A 2014 report from Electronics Take Back Coalition, tells us that in 2010, the EPA reported that we disposed of 142,000 computers and over 416,000 mobile devices in the US every day. That was nearly 8 years ago when Smart Phones were relatively new. Now, in 2018, industry is moving rapidly to try to get every “thing” possible connected and online.
What will happen when the Internet of Things produces orders of magnitude more e-waste? With the IoT, household items such as washing machines, mattresses, tea kettles, plant-waterers etc. are all joining the ranks of e-waste. And the demise of each IoT “thing” will be hastened yet further by cyber vulnerabilities not able to be patched, planned obsolescence, and/or the pursuit of newer, sleeker, or more features. Where will all the e-waste go? How toxic is it all, and will our earth be able to absorb and “digest” this amount of waste?
Currently, we send much of our e-waste to Africa and Asia where it gets dismantled by impoverished workers and children using very primitive tools. Toxins leach into the environment harming workers, ground, water, and air.
An article by Austin Lumbard, US obsession with electronics has huge human price touches on a number of the social and environmental justice issues of our discarded devices. In a discussion about the toxins used in our digital electronics, he writes,
E-waste from printers, monitors, computers and phones contains high levels of toxins, such as lead, mercury and cadmium. Because these toxins can seep out of e-waste and contaminate water sources, it is illegal to send them to landfill in the United States.
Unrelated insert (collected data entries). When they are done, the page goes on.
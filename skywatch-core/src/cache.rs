//! Timestamped cache entries stored in the key-value store.
//!
//! Freshness is decided by the reader. Nothing is ever evicted here, so an
//! expired entry is still available as a fallback.

use chrono::{DateTime, Utc};
use serde::{Serialize, de::DeserializeOwned};
use serde_json::{Map, Value};
use std::{sync::Arc, time::Duration};

use crate::{
    error::StoreError,
    model::{Location, WeatherSnapshot, coord_key},
    store::KeyValueStore,
};

/// A payload type that can be cached, and the document field it lives under.
pub trait CachePayload: Serialize + DeserializeOwned {
    const FIELD: &'static str;
}

impl CachePayload for Vec<Location> {
    const FIELD: &'static str = "results";
}

impl CachePayload for WeatherSnapshot {
    const FIELD: &'static str = "data";
}

#[derive(Debug, Clone, PartialEq)]
pub struct CacheEntry<T> {
    pub payload: T,
    pub captured_at: DateTime<Utc>,
}

impl<T> CacheEntry<T> {
    pub fn age(&self, now: DateTime<Utc>) -> chrono::Duration {
        now - self.captured_at
    }

    /// Entries stamped in the future count as fresh.
    pub fn is_fresh(&self, max_age: Duration, now: DateTime<Utc>) -> bool {
        match self.age(now).to_std() {
            Ok(age) => age <= max_age,
            Err(_) => true,
        }
    }
}

pub fn normalize_query(query: &str) -> String {
    query.trim().to_lowercase()
}

pub fn search_key(query: &str) -> String {
    format!("location_search_{}", normalize_query(query))
}

pub fn weather_key(lat: f64, lon: f64) -> String {
    format!("weather_{}", coord_key(lat, lon))
}

/// Best-effort JSON cache over a [`KeyValueStore`].
#[derive(Debug, Clone)]
pub struct JsonCache {
    store: Arc<dyn KeyValueStore>,
}

impl JsonCache {
    pub fn new(store: Arc<dyn KeyValueStore>) -> Self {
        Self { store }
    }

    /// Read an entry regardless of age. Read failures are logged and count as a miss.
    pub async fn read<T: CachePayload>(&self, key: &str) -> Option<CacheEntry<T>> {
        match self.try_read(key).await {
            Ok(entry) => entry,
            Err(e) => {
                tracing::warn!(key, error = %e, "cache read failed, treating as miss");
                None
            }
        }
    }

    /// Write an entry. Failures are logged and swallowed; returns whether it was stored.
    pub async fn write<T: CachePayload>(&self, key: &str, payload: &T, now: DateTime<Utc>) -> bool {
        match self.try_write(key, payload, now).await {
            Ok(()) => true,
            Err(e) => {
                tracing::warn!(key, error = %e, "cache write failed");
                false
            }
        }
    }

    async fn try_read<T: CachePayload>(&self, key: &str) -> Result<Option<CacheEntry<T>>, StoreError> {
        let Some(raw) = self.store.get(key).await? else {
            return Ok(None);
        };
        let json_err = |source| StoreError::Json { key: key.to_string(), source };

        let mut doc: Map<String, Value> = serde_json::from_str(&raw).map_err(json_err)?;
        let payload = doc.remove(T::FIELD).unwrap_or(Value::Null);
        let payload: T = serde_json::from_value(payload).map_err(json_err)?;

        let millis = doc.get("timestamp").and_then(Value::as_i64);
        let Some(captured_at) = millis.and_then(DateTime::<Utc>::from_timestamp_millis) else {
            tracing::warn!(key, "cache entry has no usable timestamp, treating as miss");
            return Ok(None);
        };

        Ok(Some(CacheEntry { payload, captured_at }))
    }

    async fn try_write<T: CachePayload>(
        &self,
        key: &str,
        payload: &T,
        now: DateTime<Utc>,
    ) -> Result<(), StoreError> {
        let json_err = |source| StoreError::Json { key: key.to_string(), source };

        let mut doc = Map::new();
        doc.insert(T::FIELD.to_string(), serde_json::to_value(payload).map_err(json_err)?);
        doc.insert("timestamp".to_string(), Value::from(now.timestamp_millis()));

        let raw = serde_json::to_string(&doc).map_err(json_err)?;
        self.store.set(key, raw).await
    }
}
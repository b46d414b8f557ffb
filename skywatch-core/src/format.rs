//! Text helpers shared by front-ends: unit conversion, icons, readouts.

use chrono::{DateTime, Utc};

use crate::{
    model::{Location, WeatherSnapshot},
    state::{TemperatureUnit, WindSpeedUnit},
};

const MS_TO_KMH: f64 = 3.6;
const MS_TO_MPH: f64 = 2.237;

/// Formats a Celsius temperature in the requested unit, rounded to whole degrees.
pub fn format_temperature(celsius: f64, unit: TemperatureUnit, include_unit: bool) -> String {
    let (value, suffix) = match unit {
        TemperatureUnit::Celsius => (celsius, "°C"),
        TemperatureUnit::Fahrenheit => (celsius * 9.0 / 5.0 + 32.0, "°F"),
    };
    with_suffix(value, suffix, include_unit)
}

/// Formats a wind speed given in m/s.
pub fn format_wind_speed(meters_per_sec: f64, unit: WindSpeedUnit, include_unit: bool) -> String {
    let (value, suffix) = match unit {
        WindSpeedUnit::Kmh => (meters_per_sec * MS_TO_KMH, " km/h"),
        WindSpeedUnit::Mph => (meters_per_sec * MS_TO_MPH, " mph"),
    };
    with_suffix(value, suffix, include_unit)
}

fn with_suffix(value: f64, suffix: &str, include_unit: bool) -> String {
    // `+ 0.0` turns a rounded -0 into 0.
    let rounded = value.round() + 0.0;
    if include_unit {
        format!("{rounded}{suffix}")
    } else {
        format!("{rounded}")
    }
}

/// Compass point for a wind direction in degrees.
pub fn compass_direction(degrees: u16) -> &'static str {
    const POINTS: [&str; 8] = ["N", "NE", "E", "SE", "S", "SW", "W", "NW"];
    let index = ((f64::from(degrees % 360) + 22.5) / 45.0) as usize % 8;
    POINTS[index]
}

pub fn icon_url(icon: &str) -> String {
    format!("https://openweathermap.org/img/wn/{icon}@2x.png")
}

/// Accent colour for an OpenWeatherMap condition code.
pub fn condition_color(condition_id: u32) -> &'static str {
    match condition_id {
        200..=299 => "#9333EA",
        300..=399 => "#60A5FA",
        500..=599 => "#3B82F6",
        600..=699 => "#E5E7EB",
        700..=799 => "#9CA3AF",
        800 => "#FBBF24",
        801.. => "#94A3B8",
        _ => "#3B82F6",
    }
}

/// "Just now", "5 minutes ago", "Yesterday", ...
pub fn relative_time(then: DateTime<Utc>, now: DateTime<Utc>) -> String {
    let diff = now - then;
    let (days, hours, minutes) = (diff.num_days(), diff.num_hours(), diff.num_minutes());

    match (days, hours, minutes) {
        (1, _, _) => "Yesterday".to_string(),
        (d, _, _) if d > 1 => format!("{d} days ago"),
        (_, 1, _) => "1 hour ago".to_string(),
        (_, h, _) if h > 1 => format!("{h} hours ago"),
        (_, _, 1) => "1 minute ago".to_string(),
        (_, _, m) if m > 1 => format!("{m} minutes ago"),
        _ => "Just now".to_string(),
    }
}

/// The sentence read aloud on the home screen.
pub fn readout_message(location: &Location, snapshot: &WeatherSnapshot) -> String {
    let current = &snapshot.current;
    let description = current
        .condition()
        .map(|c| c.description.as_str())
        .unwrap_or("unknown conditions");

    let mut message = format!(
        "Current weather in {} is {} degrees Celsius, with {}. It feels like {} degrees. Humidity is at {} percent.",
        location.name, current.temp, description, current.feels_like, current.humidity,
    );
    if let Some(today) = snapshot.today() {
        message.push_str(&format!(
            " Today's forecast shows a high of {} and a low of {} degrees.",
            today.temp.max, today.temp.min,
        ));
    }
    message
}

/// Short text for sharing the current conditions.
pub fn share_message(location: &Location, snapshot: &WeatherSnapshot) -> String {
    let current = &snapshot.current;
    let description = current.condition().map(|c| c.description.as_str()).unwrap_or("unknown");
    format!(
        "Current weather in {}: {}°C, {}. Feels like: {}°C",
        location.name, current.temp, description, current.feels_like,
    )
}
In a Business World article, Nurit Kanti explains:
With lack of proper barriers to prevent this leakage, and the high concentration of these toxic substances, the impact of the e-waste on the ecosystem is extremely long-lasting, irreversible and dangerous to the sustainability of everyone around that eco-system.
Discarded products are only part of the problem. Toxins and e-waste are also generated in the mining, manufacturing, and use of electronics. In an article in The Conversation, author Josh Lepawsky explains,
“No amount of post-consumer recycling can recoup the waste generated before consumers purchase their devices.”
A lengthy article published by Bloomberg Business Week, American Chipmakers Had a Toxic Problem Then They Outsourced It, explains how toxins, used in the manufacturing of microchips, caused many birth defects and miscarriages. That was 30 years ago, and supposedly, the toxins have been phased out. But a follow-up study was conducted in 2013 that indicated many toxins still remain. The workers manufacturing these products get the first “hit,” but the exposure is echoed at the end life of these gadgets as well – toxins in, toxins out – as poorly paid workers manufacture and disassemble these products.
Planned obsolescence is another big player in our e-waste travesty. (for more on planned obsolescence see Energy Consumption.) Manufacturers convince us of the “need” to upgrade our devices nearly every year which leads to yet more e-waste. Greenpeace informs us about how tech companies make products that are easily broken and nearly impossible to repair – 5 ways tech companies are making your devices die too soon. The article explains, “…the growing trend among major IT brands is to make our phones and other devices more difficult to repair and maintain.”
Patches for the many expected IoT cyber security breaches are also not realistic. A far less cumbersome solution and more profitable for manufacturers, is for us to discard and replace a compromised IoT “thing”. (For more on the difficulty of patching IoT products, see Cyber Security.)
The big tech companies, which should be trailblazers in finding ways to minimize e-waste by using recycled materials and making cradle-to-grave products, received nearly failing grades on sustainability. According to Greenpeace, Guide to Greener Electronics 2017,
“Billions of electronics are being made, sold, and disposed of every year—a cycle that drives short-term profits for electronics manufacturers, but at too high a cost for the planet we all share.”
But even if these tech companies were to operate as if there were a tomorrow, the sheer volume of production and consumption industry promotes would/will likely leave us mired in a massive e-waste calamity.
Who in the IoT world is even talking about e-waste, and how did such a bad idea as the IoT ever catch on? E-waste, health impacts, privacy violations, cyber security risks, impacts on wildlife, energy drain, conflict minerals, effects on our brains and humanity, and more. And what do we get for all this? …smart diapers, a “sleeping baby with the push of a button”, and the like.
Turns out that e-waste is not just an environmental travesty, but a cyber security problem as well — Our personal data seems to be turning up in e-waste! In a Fortune Tech article, Why One of the World’s Biggest E-Waste Recyclers Is Banking on Cybersecurity, author Robert Hackett tells us,
“Customers are ready to pay up, Shegerian [an e-waste recycler] says, to properly dispose of devices that might contain traces of either customer or employee data or trade secrets.”
Story of Electronics
Though this 7 minute video clip is from 2010, the issues it discusses are significantly more urgent now with the unfortunate mad rush to the Internet of Things.
“This is a story about a world obsessed with stuff. It’s a story about a system in crisis. We’re trashing the planet, we’re trashing each other, and we’re not even having fun.”